The Impacts of Trauma Sensitive Yoga – Studies in Boston

“[Trauma sensitive yoga] helped to ground me and bring focus.  It brought me back into the moment and felt really good.  The power of suggestion is what did it for me…It allowed me to feel safer for some reason.”

This is a testimonial about a woman’s experience after participating in daily trauma-sensitive yoga (TSY) over the duration of a week.  She is survivor of violence, who weathered homelessness for 3 years in the Vancouver East Side, a woman who has struggled with addictions and been incarcerated.

The learning experience I had in Boston felt like the tip of an ice-burg in a journey that will be integrated into my professional and personal life forever.  Gaining insight into trauma has opened a doorway of endless learning, and I hope to commit my professional career to supporting people in recovery.  Before I left Boston, the door continued to open with an invitation to enroll in a 110 hr trauma sensitive yoga teacher certification, the first one of its kind being offered.  When completed this course, I will be 1 of 15 certified TSY instructors in the world who is so grateful for this foundation.  As I immerse my self into teaching TSY, I am aware of the ongoing parallel learning process about trauma and recovery.

Since returning from Boston, I have been blessed with opportunities to apply trauma sensitive yoga within different settings – such as an outdoor expedition for women who were survivors of violence and within an addiction treatment center for young men.  The experience of inviting people into an interoceptive journey, an opportunity to practice self-awareness and meet one’s self where they are at, has been both humbling and rewarding.  Interoception is a physiological term used to describe ‘relating to stimuli produced within an organism’…the action of relating to and observing sensations in one’s body.

There have been amazing opportunities to see people shift challenging emotions and physical experiences through the practice of noticing their body and making choices – a core TSY principle.  For example, I had one-on-one session with a young male client struggling with addiction and moving through a deep experience of grief and loss.  He came to the session and shared he was feeling “weird” in his body, he felt like he had no physical strength, nauseated and generally uncomfortable.  He chose to participate in a 20-minute session, in which we explored 3 different forms he selected.  By the end of the session his eyes had opened wider and a shift in energy was evident.  He later shared that the yoga experience helped shift his mood to be more present as he started to appreciate noticing more in his body – this journey of grief and loss felt different for him.  It was one of his first experiences of allowing himself to feel the pain, instead of using substances to numb the hurt.

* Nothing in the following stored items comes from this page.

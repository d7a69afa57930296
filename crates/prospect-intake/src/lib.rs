pub mod auth;
pub mod config;
pub mod error;
pub mod notify;
pub mod prospects;
pub mod storage;
pub mod telemetry;
use std::sync::Arc;

use axum::{
    extract::{
        rejection::{JsonRejection, QueryRejection},
        Path, Query, State,
    },
    http::{header, HeaderMap, StatusCode},
    response::{IntoResponse, Response},
    routing::{get, post, put},
    Json, Router,
};
use serde::Deserialize;
use serde_json::json;
use tracing::{debug, error};

use super::domain::{NewProspect, PageRequest};
use super::lifecycle::LifecycleError;
use super::repository::{AttorneyDirectory, Notifier, ProspectRepository};
use super::service::{ProspectService, ProspectServiceError};
use crate::auth::{AuthError, Authenticator, Credentials, Principal};

/// Shared handler state: the lifecycle service plus the admin credential check.
pub struct ProspectApi<R, D, N> {
    pub service: Arc<ProspectService<R, D, N>>,
    pub authenticator: Arc<dyn Authenticator>,
}

impl<R, D, N> Clone for ProspectApi<R, D, N> {
    fn clone(&self) -> Self {
        Self {
            service: self.service.clone(),
            authenticator: self.authenticator.clone(),
        }
    }
}

#[derive(Debug, Deserialize)]
pub(crate) struct UpdateFirstName {
    pub(crate) email: String,
    pub(crate) first_name: String,
}

#[derive(Debug, Deserialize)]
pub(crate) struct UpdateLastName {
    pub(crate) email: String,
    pub(crate) last_name: String,
}

#[derive(Debug, Deserialize)]
pub(crate) struct UpdateResume {
    pub(crate) email: String,
    pub(crate) resume: String,
}

/// Body of the submit and mark requests.
#[derive(Debug, Deserialize)]
pub(crate) struct ProspectEmail {
    pub(crate) email: String,
}

#[derive(Debug, Default, Deserialize)]
pub(crate) struct ListQuery {
    pub(crate) limit: Option<i64>,
    pub(crate) offset: Option<i64>,
}

/// Router exposing the public self-service form and the admin endpoints.
pub fn prospect_router<R, D, N>(
    service: Arc<ProspectService<R, D, N>>,
    authenticator: Arc<dyn Authenticator>,
) -> Router
where
    R: ProspectRepository + 'static,
    D: AttorneyDirectory + 'static,
    N: Notifier + 'static,
{
    Router::new()
        .route("/prospect/", post(create_handler::<R, D, N>))
        .route("/prospect/:email", get(get_handler::<R, D, N>))
        .route("/prospect/first-name", put(first_name_handler::<R, D, N>))
        .route("/prospect/last-name", put(last_name_handler::<R, D, N>))
        .route("/prospect/resume", put(resume_handler::<R, D, N>))
        .route("/prospect/submit", put(submit_handler::<R, D, N>))
        .route("/admin/prospect/mark", post(mark_handler::<R, D, N>))
        .route("/admin/prospect/", get(list_handler::<R, D, N>))
        .with_state(ProspectApi {
            service,
            authenticator,
        })
}

pub(crate) async fn create_handler<R, D, N>(
    State(api): State<ProspectApi<R, D, N>>,
    payload: Result<Json<NewProspect>, JsonRejection>,
) -> Response
where
    R: ProspectRepository + 'static,
    D: AttorneyDirectory + 'static,
    N: Notifier + 'static,
{
    let Json(payload) = match payload {
        Ok(payload) => payload,
        Err(rejection) => return rejected_body(rejection),
    };

    match api.service.create(payload).await {
        Ok(_) => message(StatusCode::CREATED, "Prospect created."),
        Err(err) => error_response(err),
    }
}

pub(crate) async fn get_handler<R, D, N>(
    State(api): State<ProspectApi<R, D, N>>,
    Path(email): Path<String>,
) -> Response
where
    R: ProspectRepository + 'static,
    D: AttorneyDirectory + 'static,
    N: Notifier + 'static,
{
    match api.service.get_by_email(&email).await {
        Ok(prospect) => (StatusCode::OK, Json(prospect.view())).into_response(),
        Err(err) => error_response(err),
    }
}

pub(crate) async fn first_name_handler<R, D, N>(
    State(api): State<ProspectApi<R, D, N>>,
    payload: Result<Json<UpdateFirstName>, JsonRejection>,
) -> Response
where
    R: ProspectRepository + 'static,
    D: AttorneyDirectory + 'static,
    N: Notifier + 'static,
{
    let Json(payload) = match payload {
        Ok(payload) => payload,
        Err(rejection) => return rejected_body(rejection),
    };

    match api
        .service
        .update_first_name(&payload.email, &payload.first_name)
        .await
    {
        Ok(_) => message(StatusCode::OK, "First name updated."),
        Err(err) => error_response(err),
    }
}

pub(crate) async fn last_name_handler<R, D, N>(
    State(api): State<ProspectApi<R, D, N>>,
    payload: Result<Json<UpdateLastName>, JsonRejection>,
) -> Response
where
    R: ProspectRepository + 'static,
    D: AttorneyDirectory + 'static,
    N: Notifier + 'static,
{
    let Json(payload) = match payload {
        Ok(payload) => payload,
        Err(rejection) => return rejected_body(rejection),
    };

    match api
        .service
        .update_last_name(&payload.email, &payload.last_name)
        .await
    {
        Ok(_) => message(StatusCode::OK, "Last name updated."),
        Err(err) => error_response(err),
    }
}

pub(crate) async fn resume_handler<R, D, N>(
    State(api): State<ProspectApi<R, D, N>>,
    payload: Result<Json<UpdateResume>, JsonRejection>,
) -> Response
where
    R: ProspectRepository + 'static,
    D: AttorneyDirectory + 'static,
    N: Notifier + 'static,
{
    let Json(payload) = match payload {
        Ok(payload) => payload,
        Err(rejection) => return rejected_body(rejection),
    };

    match api
        .service
        .update_resume(&payload.email, &payload.resume)
        .await
    {
        Ok(_) => message(StatusCode::OK, "Resume updated."),
        Err(err) => error_response(err),
    }
}

pub(crate) async fn submit_handler<R, D, N>(
    State(api): State<ProspectApi<R, D, N>>,
    payload: Result<Json<ProspectEmail>, JsonRejection>,
) -> Response
where
    R: ProspectRepository + 'static,
    D: AttorneyDirectory + 'static,
    N: Notifier + 'static,
{
    let Json(payload) = match payload {
        Ok(payload) => payload,
        Err(rejection) => return rejected_body(rejection),
    };

    match api.service.submit(&payload.email).await {
        Ok(_) => message(StatusCode::OK, "Prospect submitted."),
        Err(err) => error_response(err),
    }
}

pub(crate) async fn mark_handler<R, D, N>(
    State(api): State<ProspectApi<R, D, N>>,
    headers: HeaderMap,
    payload: Result<Json<ProspectEmail>, JsonRejection>,
) -> Response
where
    R: ProspectRepository + 'static,
    D: AttorneyDirectory + 'static,
    N: Notifier + 'static,
{
    let principal = match authorize(api.authenticator.as_ref(), &headers).await {
        Ok(principal) => principal,
        Err(response) => return response,
    };
    let Json(payload) = match payload {
        Ok(payload) => payload,
        Err(rejection) => return rejected_body(rejection),
    };
    debug!(?principal, email = %payload.email, "mark requested");

    match api.service.mark_reached_out(&payload.email).await {
        Ok(_) => message(StatusCode::OK, "Prospect marked as reached out."),
        Err(err) => error_response(err),
    }
}

pub(crate) async fn list_handler<R, D, N>(
    State(api): State<ProspectApi<R, D, N>>,
    headers: HeaderMap,
    query: Result<Query<ListQuery>, QueryRejection>,
) -> Response
where
    R: ProspectRepository + 'static,
    D: AttorneyDirectory + 'static,
    N: Notifier + 'static,
{
    if let Err(response) = authorize(api.authenticator.as_ref(), &headers).await {
        return response;
    }

    let Query(query) = match query {
        Ok(query) => query,
        Err(rejection) => return detail(rejection.status(), &rejection.body_text()),
    };

    let page = match PageRequest::new(query.limit, query.offset) {
        Ok(page) => page,
        Err(err) => return error_response(err.into()),
    };

    match api.service.list(page).await {
        Ok(views) => (StatusCode::OK, Json(views)).into_response(),
        Err(err) => error_response(err),
    }
}

async fn authorize(
    authenticator: &dyn Authenticator,
    headers: &HeaderMap,
) -> Result<Principal, Response> {
    let result = match Credentials::from_headers(headers) {
        Ok(credentials) => authenticator.authenticate(&credentials).await,
        Err(err) => Err(err),
    };

    result.map_err(|err| match err {
        AuthError::Repository(_) | AuthError::Hashing(_) => {
            error!(%err, "credential check failed");
            detail(StatusCode::INTERNAL_SERVER_ERROR, "Credential check unavailable")
        }
        _ => {
            let mut response = detail(StatusCode::UNAUTHORIZED, "Invalid credentials");
            response.headers_mut().insert(
                header::WWW_AUTHENTICATE,
                header::HeaderValue::from_static("Basic"),
            );
            response
        }
    })
}

pub(crate) fn error_response(err: ProspectServiceError) -> Response {
    let status = match &err {
        ProspectServiceError::Validation(_)
        | ProspectServiceError::Conflict(_)
        | ProspectServiceError::Lifecycle(LifecycleError::InvalidState { .. }) => {
            StatusCode::BAD_REQUEST
        }
        ProspectServiceError::NotFound(_) => StatusCode::NOT_FOUND,
        ProspectServiceError::Stale => StatusCode::CONFLICT,
        ProspectServiceError::NoAttorneys | ProspectServiceError::Repository(_) => {
            error!(%err, "prospect request failed");
            StatusCode::INTERNAL_SERVER_ERROR
        }
    };
    detail(status, &err.to_string())
}

fn rejected_body(rejection: JsonRejection) -> Response {
    debug!(status = %rejection.status(), "request body rejected");
    detail(rejection.status(), &rejection.body_text())
}

fn detail(status: StatusCode, message: &str) -> Response {
    (status, Json(json!({ "detail": message }))).into_response()
}

fn message(status: StatusCode, message: &str) -> Response {
    (status, Json(json!({ "message": message }))).into_response()
}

“There is nothing in western culture that teaches us that we can learn to master our own physiology – solutions always come from the outside, starting with relationships, and if those fail, alcohol and drugs.” 

Bessel van der Kolk

I have also seen what gifts come from a safe and healthy relational experience a one-on-one TSY session.  When two people engage in a process of exploring different yoga forms together, there is a reflective mirroring experience that supports a sense of resonance and connection with something and someone else.  This relational principle is foundational to any person’s journey of recovery.

To support change we must transform one’s relational experience.

This was the theme repeated within several different workshops on trauma recovery presented at the International Trauma Conference…and a supportive relational experience is integral to any trauma sensitive yoga experience.

I could go on for longer, but I think I am getting my point across, TSY is an impactful experience for participants in recovery.  As I dive deeper into the theoretical concepts informing trauma sensitive yoga and apply the practice, I am seeing rewarding and very impactful outcomes.  The beautiful part is, the positive outcomes are not only beneficial for the participants in different sessions, but engaging and supporting me in my own journey of health, well-being, and learning.

All this being said, none of this research, learning, and teaching could have been possible without the Irma Parhad Program funding and the Calgary Center for Global Community.  The funding supported me to – dream and live into a vision to support those impacted by trauma and to learn alongside David Emerson, someone leading the frontiers of trauma sensitive yoga.

So, thank you to those who support the Irma Parhad Program and engage people in their dreams to become unique contributors to social change.